Detention Center No. 100
- Location: Shiraz, Iran;
- Status: Operational
- Capacity: Unknown
- Managed by: Ministry of Intelligence

= Detention Center No. 100 =

Unofficial detention facility in Shiraz

Detention Center No. 100 (Persian: بازداشتگاه پلاک صد) is a secret, unofficial detention facility in Shiraz, operating under the supervision of Iran's Ministry of Intelligence. It is located near Adelabad Prison.

== Facility details ==
The detention center reportedly consists of three separate hallways containing six, three, and five cells, respectively. Additional hallways exist but are not in use, with inscriptions on the walls suggesting that the facility has been operational since the 1960s.

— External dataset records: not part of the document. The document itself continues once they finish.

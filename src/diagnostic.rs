use crate::span::Span;

/// A diagnostic raised while building IR (fatal error or warning).
#[derive(Clone, Debug)]
pub struct Diagnostic {
    pub severity: Severity,
    pub message: String,
    pub span: Span,
    pub notes: Vec<String>,
    pub help: Option<String>,
}

#[derive(Clone, Copy, Debug, PartialEq, Eq)]
pub enum Severity {
    Error,
    Warning,
}

impl Diagnostic {
    pub fn error(message: String, span: Span) -> Self {
        Self {
            severity: Severity::Error,
            message,
            span,
            notes: Vec::new(),
            help: None,
        }
    }

    pub fn warning(message: String, span: Span) -> Self {
        Self {
            severity: Severity::Warning,
            message,
            span,
            notes: Vec::new(),
            help: None,
        }
    }

    pub fn with_note(mut self, note: String) -> Self {
        self.notes.push(note);
        self
    }

    pub fn with_help(mut self, help: String) -> Self {
        self.help = Some(help);
        self
    }

    fn report<'a>(
        &self,
        origin: &'a str,
        colored: bool,
    ) -> ariadne::Report<'static, (&'a str, std::ops::Range<usize>)> {
        use ariadne::{Color, Config, Label, Report, ReportKind};

        let kind = match self.severity {
            Severity::Error => ReportKind::Error,
            Severity::Warning => ReportKind::Warning,
        };

        let color = match self.severity {
            Severity::Error => Color::Red,
            Severity::Warning => Color::Yellow,
        };

        let mut report = Report::build(kind, origin, self.span.start as usize)
            .with_config(Config::default().with_color(colored))
            .with_message(&self.message)
            .with_label(
                Label::new((origin, self.span.range()))
                    .with_message(&self.message)
                    .with_color(color),
            );

        for note in &self.notes {
            report = report.with_note(note);
        }

        if let Some(help) = &self.help {
            report = report.with_help(help);
        }

        report.finish()
    }

    /// Render the diagnostic to stderr using ariadne.
    ///
    /// `origin` names where `source` came from (a function name, a pass,
    /// or `<mnemonic>` for a single generator line).
    pub fn render(&self, origin: &str, source: &str) -> std::io::Result<()> {
        self.report(origin, true)
            .eprint((origin, ariadne::Source::from(source)))
    }

    /// Render the diagnostic into a string (no colors).
    pub fn render_to_string(&self, origin: &str, source: &str) -> String {
        let mut buf = Vec::new();
        let written = self
            .report(origin, false)
            .write((origin, ariadne::Source::from(source)), &mut buf);
        match written {
            Ok(()) => String::from_utf8_lossy(&buf).into_owned(),
            Err(_) => self.message.clone(),
        }
    }
}

/// Render a list of diagnostics.
pub fn render_diagnostics(diagnostics: &[Diagnostic], origin: &str, source: &str) {
    for diag in diagnostics {
        if diag.render(origin, source).is_err() {
            log::debug!("failed to render diagnostic: {}", diag.message);
        }
    }
}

Cells in the facility are known to be extremely cold during winter, and bright lights remain on at all times, making sleep difficult for detainees. Some of the larger cells hold three to five prisoners, while smaller ones are used for solitary confinement. The outdoor yard is located behind the interrogation section.

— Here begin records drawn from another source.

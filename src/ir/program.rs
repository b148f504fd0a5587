//! Functions and the top-level program container.

use std::fmt;

use serde::Serialize;

use super::CodeBlock;

/// Role of a function in the final artifact.
#[derive(Clone, Copy, Debug, PartialEq, Eq, Hash, Serialize)]
pub enum FunctionKind {
    /// Private function, called by reference.
    Fragment,
    /// Inlined at every call site.
    Macro,
    /// Internal message entry point.
    MainInternal,
    /// External message entry point.
    MainExternal,
    OnCodeUpgrade,
    OnTickTock,
}

impl FunctionKind {
    /// Assembler directive introducing a function of this kind.
    pub fn directive(&self) -> &'static str {
        match self {
            FunctionKind::Fragment => ".fragment",
            FunctionKind::Macro => ".macro",
            FunctionKind::MainInternal => ".internal",
            FunctionKind::MainExternal => ".external",
            FunctionKind::OnCodeUpgrade => ".on-code-upgrade",
            FunctionKind::OnTickTock => ".on-tick-tock",
        }
    }
}

impl fmt::Display for FunctionKind {
    fn fmt(&self, f: &mut fmt::Formatter<'_>) -> fmt::Result {
        f.write_str(self.directive())
    }
}

/// A named callable unit owning one code block.
#[derive(Clone, Debug, PartialEq, Eq, Serialize)]
pub struct Function {
    pub(super) name: String,
    pub(super) kind: FunctionKind,
    pub(super) take: u32,
    pub(super) ret: u32,
    pub(super) block: CodeBlock,
}

impl Function {
    pub fn name(&self) -> &str {
        &self.name
    }

    pub fn kind(&self) -> FunctionKind {
        self.kind
    }

    /// Declared number of arguments.
    pub fn take(&self) -> u32 {
        self.take
    }

    /// Declared number of return values.
    pub fn ret(&self) -> u32 {
        self.ret
    }

    pub fn block(&self) -> &CodeBlock {
        &self.block
    }

    pub fn into_block(self) -> CodeBlock {
        self.block
    }
}

/// The top-level artifact handed to the encoder. Function order is the
/// layout order.
#[derive(Clone, Debug, Default, PartialEq, Eq, Serialize)]
pub struct Program {
    pragmas: Vec<String>,
    functions: Vec<Function>,
}

impl Program {
    pub fn new(pragmas: Vec<String>, functions: Vec<Function>) -> Self {
        Self { pragmas, functions }
    }

    pub fn pragmas(&self) -> &[String] {
        &self.pragmas
    }

    pub fn functions(&self) -> &[Function] {
        &self.functions
    }

    /// First function with the given name.
    pub fn function(&self, name: &str) -> Option<&Function> {
        self.functions.iter().find(|f| f.name == name)
    }

    pub fn into_functions(self) -> Vec<Function> {
        self.functions
    }
}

A former political prisoner described the facility's layout as consisting of parallel hallways where cell doors face each other. When a door in an opposite hallway opens, detainees often believe it is their own cell door, creating a psychological strain over time.

== Notable incidents ==

=== Death of a prisoner ===
Reza Mohammadi, a political prisoner arrested in 2009 during a protest marking the anniversary of Persian poet Hafez, was detained at Detention Center No. 100. His family was unaware of his whereabouts for an extended period. On February 20, 2010, authorities informed them that he had been injured and was undergoing medical treatment. A few days later, the family was notified that he had died due to a "fall in the prison bathroom."

=== Navid Afkari ===
Navid Afkari, an Iranian wrestler and protester against the Iranian government, was detained in Detention Center No. 100 before being executed on September 12, 2020, in Adel-Abad Prison.